When you listen to a podcast and they play a clip of a movie or a song before discussing it, that is a clear-cut example of acceptable “fair use.” As the Washington Post points out, generative AI exists in a strange, liminal space: “Broadly speaking, copyright law distinguishes between ripping off someone else’s work verbatim — which is generally illegal — and ‘remixing’ or putting it to a new, creative use. What is confounding about AI systems, said James Grimmelmann, a professor of digital and information law at Cornell University, is that in this case they seem to be doing both.”
While the courts determine whether using news sites’ content to train AI chatbots is considered fair use, some organizations take a different approach.
An alternative to litigation: agreements between publishers and AI developers
Not all publishers have elected to fight the AI bots. The New York Times reported, “But after the lawsuit was filed, those companies [OpenAI and Microsoft] noted that they were in discussions with a number of news organizations on using their content — and, in the case of OpenAI, had begun to sign deals.”

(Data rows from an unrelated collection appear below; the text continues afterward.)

use std::net::Ipv4Addr;
use std::time::Duration;

use hickory_resolver::config::{ResolverConfig, ResolverOpts};
use hickory_resolver::error::ResolveError;
use hickory_resolver::TokioAsyncResolver;
use thiserror::Error;

#[derive(Debug, Error)]
pub enum DnsError {
    #[error("lookup failed: {0}")]
    Lookup(#[from] ResolveError),
    #[error("no A records")]
    NoRecords,
}

/// System-default resolver with a bounded per-query timeout.
pub fn create_resolver(timeout_secs: u64) -> TokioAsyncResolver {
    let mut opts = ResolverOpts::default();
    opts.timeout = Duration::from_secs(timeout_secs);
    TokioAsyncResolver::tokio(ResolverConfig::default(), opts)
}

/// Resolve a hostname to its first IPv4 address.
pub async fn resolve_ipv4(resolver: &TokioAsyncResolver, name: &str) -> Result<Ipv4Addr, DnsError> {
    // Trailing dot: query the name as-is rather than walking search domains.
    let fqdn = format!("{}.", name.trim_end_matches('.'));
    let lookup = resolver.lookup_ip(fqdn).await?;
    lookup
        .iter()
        .find_map(|ip| match ip {
            std::net::IpAddr::V4(v4) => Some(v4),
            std::net::IpAddr::V6(_) => None,
        })
        .ok_or(DnsError::NoRecords)
}
use std::net::Ipv4Addr;
use std::sync::atomic::{AtomicUsize, Ordering};
use std::sync::Arc;

use tokio_util::sync::CancellationToken;

use ct_hunter::discover::NameSource;
use ct_hunter::enrich::http_meta::HttpMetadata;
use ct_hunter::enrich::{AsnInfo, Enricher, Enrichment};
use ct_hunter::{ScanConfig, ScanDb, Scanner, Severity};

struct StubSource {
    names: Vec<String>,
}

#[async_trait::async_trait]
impl NameSource for StubSource {
    async fn fetch_names(&self, _root_domain: &str) -> anyhow::Result<Vec<String>> {
        Ok(self.names.clone())
    }
}

struct FailingSource;

#[async_trait::async_trait]
impl NameSource for FailingSource {
    async fn fetch_names(&self, _root_domain: &str) -> anyhow::Result<Vec<String>> {
        anyhow::bail!("certificate log service unreachable")
    }
}

/// Answers every subdomain with a fixed address and a live HTTP response.
struct StubEnricher;

#[async_trait::async_trait]
impl Enricher for StubEnricher {
    async fn enrich(&self, subdomain: &str) -> Enrichment {
        Enrichment {
            ip: Some(Ipv4Addr::new(93, 184, 216, 34)),
            asn: Some(AsnInfo {
                asn: 15133,
                description: "EDGECAST".to_string(),
            }),
            http: HttpMetadata {
                url: format!("https://{subdomain}"),
                status_code: Some(200),
                title: String::new(),
                body_snippet: String::new(),
                ..Default::default()
            },
        }
    }
}

/// Simulates total enrichment failure: nothing resolved, nothing fetched.
struct DeadEnricher;

#[async_trait::async_trait]
impl Enricher for DeadEnricher {
    async fn enrich(&self, subdomain: &str) -> Enrichment {
        Enrichment {
            ip: None,
            asn: None,
            http: HttpMetadata::unreachable(format!("https://{subdomain}")),
        }
    }
}

fn scanner_with(names: &[&str], db: ScanDb, cfg: ScanConfig) -> Scanner {
    let source = Arc::new(StubSource {
        names: names.iter().map(|s| s.to_string()).collect(),
    });
    Scanner::with_parts(cfg, db, source, Arc::new(StubEnricher))
}

#[tokio::test]
async fn end_to_end_scan_normalizes_enriches_and_tracks_novelty() {
    let db = ScanDb::open_in_memory().unwrap();
    let scanner = scanner_with(
        &["*.dev.example.com", "admin.example.com", "example.com", "other.org"],
        db.clone(),
        ScanConfig::default(),
    );

    let findings = scanner.run_scan("example.com").await.unwrap();

    let names: Vec<&str> = findings.iter().map(|f| f.subdomain.as_str()).collect();
    assert_eq!(names, vec!["admin.example.com", "dev.example.com"]);
    assert!(findings.iter().all(|f| f.is_new));
    assert!(findings.iter().all(|f| f.ip.as_deref() == Some("93.184.216.34")));
    assert!(findings.iter().all(|f| f.asn == Some(15133)));

    // admin(30) + liveness(5); dev(10) + liveness(5)
    let admin = &findings[0];
    assert_eq!(admin.risk_tags, vec!["admin"]);
    assert_eq!(admin.risk_score, 35);
    assert_eq!(admin.severity, Severity::High);
    let dev = &findings[1];
    assert_eq!(dev.risk_tags, vec!["dev"]);
    assert_eq!(dev.risk_score, 15);
    assert_eq!(dev.severity, Severity::Medium);

    // Immediate second scan: same set, nothing is new anymore.
    let second = scanner.run_scan("example.com").await.unwrap();
    let names: Vec<&str> = second.iter().map(|f| f.subdomain.as_str()).collect();
    assert_eq!(names, vec!["admin.example.com", "dev.example.com"]);
    assert!(second.iter().all(|f| !f.is_new));

    // Both scans persisted their findings.
    assert_eq!(db.findings_for_scan(1).unwrap().len(), 2);
    assert_eq!(db.findings_for_scan(2).unwrap().len(), 2);
}

#[tokio::test]
async fn source_failure_degrades_to_empty_scan() {
    let db = ScanDb::open_in_memory().unwrap();
    let scanner = Scanner::with_parts(
        ScanConfig::default(),
        db.clone(),
        Arc::new(FailingSource),
        Arc::new(StubEnricher),
    );

    let findings = scanner.run_scan("example.com").await.unwrap();
    assert!(findings.is_empty());

    // The scan row itself is still recorded (audit trail).
    assert!(db.findings_for_scan(1).unwrap().is_empty());
}

#[tokio::test]
async fn enrichment_failure_degrades_fields_not_the_scan() {
    let db = ScanDb::open_in_memory().unwrap();
    let source = Arc::new(StubSource {
        names: vec!["dead.example.com".to_string()],
    });
    let scanner = Scanner::with_parts(ScanConfig::default(), db, source, Arc::new(DeadEnricher));

    let findings = scanner.run_scan("example.com").await.unwrap();
    assert_eq!(findings.len(), 1);
    let f = &findings[0];
    assert_eq!(f.ip, None);
    assert_eq!(f.asn, None);
    assert_eq!(f.status_code, None);
    assert_eq!(f.title, None);
    // Name keywords still classify without any HTTP metadata.
    assert!(f.risk_tags.is_empty());
    assert_eq!(f.severity, Severity::Low);
    assert!(f.is_new);
}

#[tokio::test]
async fn invalid_root_domain_is_rejected_before_any_work() {
    let db = ScanDb::open_in_memory().unwrap();
    let scanner = scanner_with(&["a.example.com"], db.clone(), ScanConfig::default());

    for bad in ["", "nodots", "https://example.com", "ex ample.com"] {
        assert!(scanner.run_scan(bad).await.is_err(), "should reject {bad:?}");
    }

    // No scan rows were created for rejected input.
    assert!(db.subdomain_history("example.com").unwrap().is_empty());
}

/// Cancels the scan's own token as part of each call, simulating a deadline
/// that fires while the first subdomain is in flight.
struct DeadlineEnricher {
    token: CancellationToken,
    calls: Arc<AtomicUsize>,
}

#[async_trait::async_trait]
impl Enricher for DeadlineEnricher {
    async fn enrich(&self, subdomain: &str) -> Enrichment {
        self.calls.fetch_add(1, Ordering::SeqCst);
        self.token.cancel();
        Enrichment {
            ip: None,
            asn: None,
            http: HttpMetadata::unreachable(format!("https://{subdomain}")),
        }
    }
}

#[tokio::test]
async fn persistence_failure_is_fatal() {
    let path = std::env::temp_dir().join(format!(
        "ct_hunter_pipeline_test_{}.db",
        std::process::id()
    ));
    let _ = std::fs::remove_file(&path);

    let db = ScanDb::open(&path).unwrap();

    // Drop the findings table out from under the store; the finding write
    // during the scan has nowhere to go.
    let raw = rusqlite::Connection::open(&path).unwrap();
    raw.execute_batch("DROP TABLE findings;").unwrap();
    drop(raw);

    let scanner = scanner_with(&["a.example.com"], db, ScanConfig::default());
    let result = scanner.run_scan("example.com").await;
    assert!(result.is_err(), "a failed store write aborts the scan");

    let _ = std::fs::remove_file(&path);
}

#[tokio::test]
async fn cancellation_mid_scan_returns_completed_findings_once() {
    let db = ScanDb::open_in_memory().unwrap();
    let token = CancellationToken::new();
    let calls = Arc::new(AtomicUsize::new(0));
    let enricher = Arc::new(DeadlineEnricher {
        token: token.clone(),
        calls: calls.clone(),
    });
    let source = Arc::new(StubSource {
        names: vec![
            "a.example.com".to_string(),
            "b.example.com".to_string(),
            "c.example.com".to_string(),
        ],
    });
    // One worker: the second launch waits on the first worker's permit, by
    // which point the token has fired.
    let cfg = ScanConfig {
        concurrency: 1,
        ..ScanConfig::default()
    };
    let scanner = Scanner::with_parts(cfg, db.clone(), source, enricher);

    let findings = scanner
        .run_scan_with_cancel("example.com", token)
        .await
        .unwrap();

    assert_eq!(calls.load(Ordering::SeqCst), 1, "no new work after cancellation");
    assert_eq!(findings.len(), 1);
    assert_eq!(findings[0].subdomain, "a.example.com");

    // The completed finding was persisted exactly once.
    let stored = db.findings_for_scan(1).unwrap();
    assert_eq!(stored.len(), 1);
    assert_eq!(stored[0].subdomain, "a.example.com");
}

#[tokio::test]
async fn cancellation_stops_new_work_and_returns_what_was_collected() {
    let db = ScanDb::open_in_memory().unwrap();
    let scanner = scanner_with(
        &["a.example.com", "b.example.com", "c.example.com"],
        db,
        ScanConfig::default(),
    );

    let token = CancellationToken::new();
    token.cancel();

    let findings = scanner
        .run_scan_with_cancel("example.com", token)
        .await
        .unwrap();
    assert!(findings.is_empty());
}

#[tokio::test]
async fn dot_boundary_mode_is_configurable() {
    let names = ["notexample.com", "real.example.com"];

    let permissive = scanner_with(&names, ScanDb::open_in_memory().unwrap(), ScanConfig::default());
    let found: Vec<String> = permissive
        .run_scan("example.com")
        .await
        .unwrap()
        .into_iter()
        .map(|f| f.subdomain)
        .collect();
    assert_eq!(found, vec!["notexample.com", "real.example.com"]);

    let strict_cfg = ScanConfig {
        dot_boundary: true,
        ..ScanConfig::default()
    };
    let strict = scanner_with(&names, ScanDb::open_in_memory().unwrap(), strict_cfg);
    let found: Vec<String> = strict
        .run_scan("example.com")
        .await
        .unwrap()
        .into_iter()
        .map(|f| f.subdomain)
        .collect();
    assert_eq!(found, vec!["real.example.com"]);
}

#[tokio::test]
async fn max_subdomains_caps_a_scan() {
    let cfg = ScanConfig {
        max_subdomains: Some(1),
        ..ScanConfig::default()
    };
    let scanner = scanner_with(
        &["b.example.com", "a.example.com"],
        ScanDb::open_in_memory().unwrap(),
        cfg,
    );

    let findings = scanner.run_scan("example.com").await.unwrap();
    // Normalized order is sorted, so the cap keeps the first name.
    assert_eq!(findings.len(), 1);
    assert_eq!(findings[0].subdomain, "a.example.com");
}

For example, The Associated Press (AP) made a deal in July of 2023 to let OpenAI license the AP’s archives of news stories to train ChatGPT.
In May 2024 News Corp signed an agreement with OpenAI to allow ChatGPT to use its content in replying to users "after a certain delay" in a deal said to be worth $250 million over 5 years.
Axel Springer has inked a similar deal with OpenAI. According to Forbes, “ChatGPT will soon summarize news articles from Politico, Business Insider and other Axel Springer-owned publications—and could include content otherwise available only to paid subscribers —in an unprecedented new agreement that could shape the future of journalism’s relationship with artificial intelligence.”
This deal requires ChatGPT to provide attribution and links to full stories — many of which will be behind a paywall. Whether the deal works to promote new traffic and subscriptions remains to be seen. It’s just one of the many unresolved questions facing AI and the news industry.
A legislative solution?
Ultimately, the government will likely have to intervene to decide whether the ability to train AI models is more important than the copyright — and survival — of news organizations. In some locales, governments will likely side with the media — as they have in cases against social media companies — and require AI companies to at least compensate companies for their work.